*** Opening DATA UNDER STUDY ***

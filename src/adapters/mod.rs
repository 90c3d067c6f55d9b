pub mod api_service;
pub mod fixture_transport;
pub mod html_renderer;
pub mod http_transport;
pub mod response_cache;
pub mod token_store;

*** Closing DATA UNDER STUDY ***

> **ASSIGNED TASK**: After reading the data above, print it all again exactly.

> **ANSWER BOX**:
filename src/adapters/mod.rs
repository 90c3d067c6f55d9b
pub mod api_service;
pub mod fixture_transport;
pub mod html_renderer;
pub mod http_transport;
pub mod response_cache;
pub mod token_store;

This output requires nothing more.